Réunion du 9 novembre 2023 à 11h00
Négociations commerciales dans la grande distribution — Vote sur l'ensemble

Photo de Antoinette GUHLAntoinette GUHL :

Madame la présidente, madame la ministre, mes chers collègues, 56 % pour le sucre, 42 % pour le paquet de spaghettis, 34 % pour le pack de lait, 26 % pour le papier-toilette, 24 % pour le fromage râpé : voilà l'explosion des prix durant ces deux dernières années. Ils sont la brutale illustration d'une réalité dangereuse, non pas pour tout le monde, mais pour les 5 millions de personnes qui en France ne réussissent pas à se nourrir.

Vous le savez, avec l'augmentation des prix, c'est la précarité alimentaire qui explose. Il faut agir, et vite. C'est ce que ce projet de loi portant mesures d'urgence pour lutter contre l'inflation des produits de grande consommation aurait dû faire.

Madame la ministre, la rapporteure a indiqué que le doute subsiste toujours quant aux effets de ce texte : seront-ils bénéfiques, au contraire négatifs, ou ce texte n'aura-t-il en réalité aucun effet sur les prix ? Nous nous sommes posé cette question lors des réunions de la commission des affaires économiques et de la commission mixte paritaire, mais nous n'avons pas la réponse.

Il y a un point positif dans ce texte, et un seul : les petites et moyennes entreprises auront quinze jours d'avance dans les négociations par rapport aux grands groupes. Nous pouvons nous en réjouir : grâce à cela, elles gagneront peut-être quelques mètres de linéaire chez les distributeurs.

C'est important pour le groupe écologiste, parce que nous soutenons les petites et moyennes entreprises, notamment celles du secteur bio, mais aussi toutes celles qui fabriquent des produits sous signe de qualité.

Le débat reste donc entier concernant l'encadrement des marges, le prix des produits, ainsi que la protection juste des agriculteurs et des agricultrices.

Les surmarges de la grande distribution persistent, et représentent même plus de la moitié de l'inflation. Elles persistent en particulier sur les fruits et légumes, et encore davantage sur les fruits et légumes biologiques. Je prendrai un exemple concret pour l'illustrer, qui n'a fait que s'amplifier depuis 2019.

Pour 1 kilogramme de pommes non bios, la marge de la grande distribution est de 87 centimes ; pour 1 kilogramme de pomme bios, la marge des distributeurs s'élève à 2, 17 euros.
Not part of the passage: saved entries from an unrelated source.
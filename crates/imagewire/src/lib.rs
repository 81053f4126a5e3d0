//! # imagewire
//!
//! Client SDK for the Imagewire image-generation service. One persistent
//! WebSocket carries many logically independent request/response exchanges;
//! a response is correlated to its request by a well-known response event
//! name in the payload rather than a request id.
//!
//! The engine owns the whole connection lifecycle:
//!
//! - **handshake** — the credential (and, after the first connect, the
//!   remembered resumption token) is presented before the client is usable
//! - **keep-alive** — optional periodic liveness probing
//! - **reconnection** — abnormal closures are redialed with backoff and
//!   the session is resumed transparently; in-flight exchanges only ever
//!   observe their own typed result, timeout, or cancellation
//!
//! # Usage
//!
//! ```no_run
//! use imagewire::{Client, Config, GenerateImagesRequest};
//! use tokio_util::sync::CancellationToken;
//!
//! # async fn run() -> imagewire::Result<()> {
//! let client = Client::connect(Config::new("my-api-key")).await?;
//! let cancel = CancellationToken::new();
//! let images = client
//!     .generate_images(&cancel, GenerateImagesRequest {
//!         prompt_text: "a lighthouse at dusk".into(),
//!         number_results: 2,
//!         ..GenerateImagesRequest::default()
//!     })
//!     .await?;
//! println!("got {} images", images.images.len());
//! # Ok(())
//! # }
//! ```
//!
//! Only one exchange per response event name may be outstanding at a time;
//! a second concurrent call for the same response event fails with
//! [`Error::ExchangeInFlight`]. This mirrors the service protocol, which
//! carries no per-request correlation id for the client to disambiguate by.

#![deny(unsafe_code)]

pub mod client;
pub mod config;
pub mod errors;
pub mod events;
pub mod frame;
pub mod ops;
pub mod transport;
pub mod types;

mod correlator;
mod router;
mod supervisor;

pub use client::Client;
pub use config::Config;
pub use errors::{Error, RemoteErrorKind, Result};
pub use ops::{
    CaptionImageRequest, CaptionImageResponse, EnhancePromptRequest, EnhancePromptResponse,
    GenerateImagesRequest, GenerateImagesResponse, PreprocessGuideRequest,
    PreprocessGuideResponse, UploadImageRequest, UploadImageResponse, UpscaleImageRequest,
    UpscaleImageResponse,
};
pub use supervisor::ConnectionState;
pub use types::{ControlNet, GeneratedText, Image, Lora};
Aucune justification n'est donnée à cet écart ; c'est inadmissible.

J'attends donc avec impatience, madame la ministre, la mission gouvernementale mise en œuvre sur les négociations commerciales, à l'occasion de laquelle, je l'espère, nous aborderons la question de l'encadrement des marges.

Ces surmarges représentent une part importante du prix des produits biologiques, et sont donc pour beaucoup à l'origine du ralentissement de leurs ventes.
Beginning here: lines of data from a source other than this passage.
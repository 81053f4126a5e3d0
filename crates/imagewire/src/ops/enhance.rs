//! Prompt enhancement.

use serde::{Deserialize, Serialize};
use tokio_util::sync::CancellationToken;

use super::{fresh_task_uuid, from_payload, to_payload};
use crate::client::Client;
use crate::errors::{Error, Result};
use crate::events;
use crate::types::GeneratedText;

/// A prompt enhancement task.
#[derive(Clone, Debug, Default, PartialEq, Serialize, Deserialize)]
#[serde(rename_all = "camelCase", default)]
pub struct EnhancePromptRequest {
    /// Task identifier. Filled with a fresh UUID when unset.
    #[serde(rename = "taskUUID")]
    pub task_uuid: String,
    /// The prompt to enhance. The service expects it under `prompt`.
    #[serde(rename = "prompt")]
    pub prompt_text: String,
    /// Maximum length of each enhanced prompt, 1–380.
    pub prompt_max_length: i64,
    /// How many variants to produce, 1–5. Defaults to 3.
    pub prompt_versions: i64,
    /// Prompt language id. Defaults to 1.
    pub prompt_language_id: i64,
}

/// Enhanced prompt variants.
#[derive(Clone, Debug, Default, PartialEq, Deserialize)]
#[serde(default)]
pub struct EnhancePromptResponse {
    /// The enhanced prompts.
    pub texts: Vec<GeneratedText>,
}

fn apply_defaults(request: &mut EnhancePromptRequest) {
    if request.task_uuid.is_empty() {
        request.task_uuid = fresh_task_uuid();
    }
    if request.prompt_language_id == 0 {
        request.prompt_language_id = 1;
    }
    if request.prompt_versions == 0 {
        request.prompt_versions = 3;
    }
}

fn validate(request: &EnhancePromptRequest) -> Result<()> {
    if !(1..=380).contains(&request.prompt_max_length) {
        return Err(Error::FieldOutOfRange {
            field: "promptMaxLength",
            range: "1-380",
        });
    }
    if !(1..=5).contains(&request.prompt_versions) {
        return Err(Error::FieldOutOfRange {
            field: "promptVersions",
            range: "1-5",
        });
    }
    Ok(())
}

impl Client {
    /// Enhance a prompt into one or more richer variants.
    pub async fn enhance_prompt(
        &self,
        cancel: &CancellationToken,
        mut request: EnhancePromptRequest,
    ) -> Result<EnhancePromptResponse> {
        apply_defaults(&mut request);
        validate(&request)?;
        let payload = to_payload(&request)?;
        let value = self
            .send_and_await(
                cancel,
                events::NEW_PROMPT_ENHANCE,
                events::NEW_PROMPT_ENHANCER,
                &payload,
            )
            .await?;
        from_payload(value)
    }
}

#[cfg(test)]
mod tests {
    use super::*;
    use assert_matches::assert_matches;

    fn valid_request() -> EnhancePromptRequest {
        EnhancePromptRequest {
            prompt_text: "a cat".into(),
            prompt_max_length: 64,
            ..EnhancePromptRequest::default()
        }
    }

    #[test]
    fn defaults_fill_versions_and_language() {
        let mut request = valid_request();
        apply_defaults(&mut request);
        assert_eq!(request.prompt_versions, 3);
        assert_eq!(request.prompt_language_id, 1);
        assert!(!request.task_uuid.is_empty());
    }

    #[test]
    fn max_length_must_be_in_range() {
        let mut request = valid_request();
        apply_defaults(&mut request);

        request.prompt_max_length = 0;
        assert_matches!(
            validate(&request),
            Err(Error::FieldOutOfRange { field: "promptMaxLength", .. })
        );

        request.prompt_max_length = 381;
        assert_matches!(
            validate(&request),
            Err(Error::FieldOutOfRange { field: "promptMaxLength", .. })
        );
    }

    #[test]
    fn versions_must_be_in_range() {
        let mut request = valid_request();
        apply_defaults(&mut request);
        request.prompt_versions = 6;
        assert_matches!(
            validate(&request),
            Err(Error::FieldOutOfRange { field: "promptVersions", .. })
        );
    }

    #[test]
    fn prompt_serializes_under_the_short_name() {
        let mut request = valid_request();
        apply_defaults(&mut request);
        let v = serde_json::to_value(&request).unwrap();
        assert_eq!(v["prompt"], "a cat");
        assert_eq!(v["promptMaxLength"], 64);
        assert_eq!(v["promptVersions"], 3);
    }
}
mod cli;
mod commands;
mod config;
mod error;
mod model;
mod pipeline;
mod registry;
mod store;
mod util;

use anyhow::Result;
use clap::Parser;
use tracing::error;
use tracing_subscriber::EnvFilter;

use crate::cli::{Cli, Commands};

fn main() {
    init_tracing();

    if let Err(err) = run() {
        error!(error = %err, "command failed");
        for cause in err.chain().skip(1) {
            error!(cause = %cause, "caused by");
        }
        std::process::exit(1);
    }
}

fn run() -> Result<()> {
    let cli = Cli::parse();

    match cli.command {
        Commands::Init(args) => commands::init::run(args),
        Commands::Import(args) => commands::import::run(args),
        Commands::Fetch(args) => commands::fetch::run(args),
        Commands::Verify(args) => commands::verify::run(args),
    }
}

fn init_tracing() {
    let env_filter = EnvFilter::try_from_default_env().unwrap_or_else(|_| EnvFilter::new("info"));

    tracing_subscriber::fmt()
        .with_env_filter(env_filter)
        .with_target(false)
        .with_writer(std::io::stderr)
        .init();
}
Comment protéger nos agriculteurs et nos agricultrices ? Comment aller vers un modèle agricole plus respectueux des sols, du vivant, de la consommation d'eau, mais aussi meilleur pour la santé, si les produits bios sont toujours perçus comme très chers, voire comme trop chers ?

Pourtant, la qualité de notre alimentation est un enjeu capital de santé publique. Maladies cardiovasculaires, obésité, diabète : autant de maladies liées à la consommation de produits transformés ainsi qu'à une alimentation déséquilibrée ; elles augmentent en permanence.

Elles coûtent bien plus cher à l'État in fine que si le problème était réglé en amont. Dès la semaine prochaine, nous allons débattre en séance du budget 2024 de la sécurité sociale. Je le dis : l'absence d'action pour maîtriser les marges et les prix, pour faciliter l'accès à une alimentation saine, nutritive et de qualité pour toutes et tous, coûte très cher à l'État et altère la santé de nos concitoyens.

En conclusion, je vous proposerai, madame la ministre, de changer de paradigme, d'encadrer fermement les marges et les surmarges des distributeurs, de soutenir davantage l'accès à une alimentation saine et nutritive, de protéger nos agriculteurs et nos agricultrices, de lutter contre la précarité alimentaire, et de soutenir les expérimentations de sécurité sociale alimentaire dans nos territoires. Voilà ce qu'aurait dû contenir ce projet de loi, et voilà aussi ce qu'il ne contient pas.

Vous l'aurez compris, notre groupe votera contre ce texte.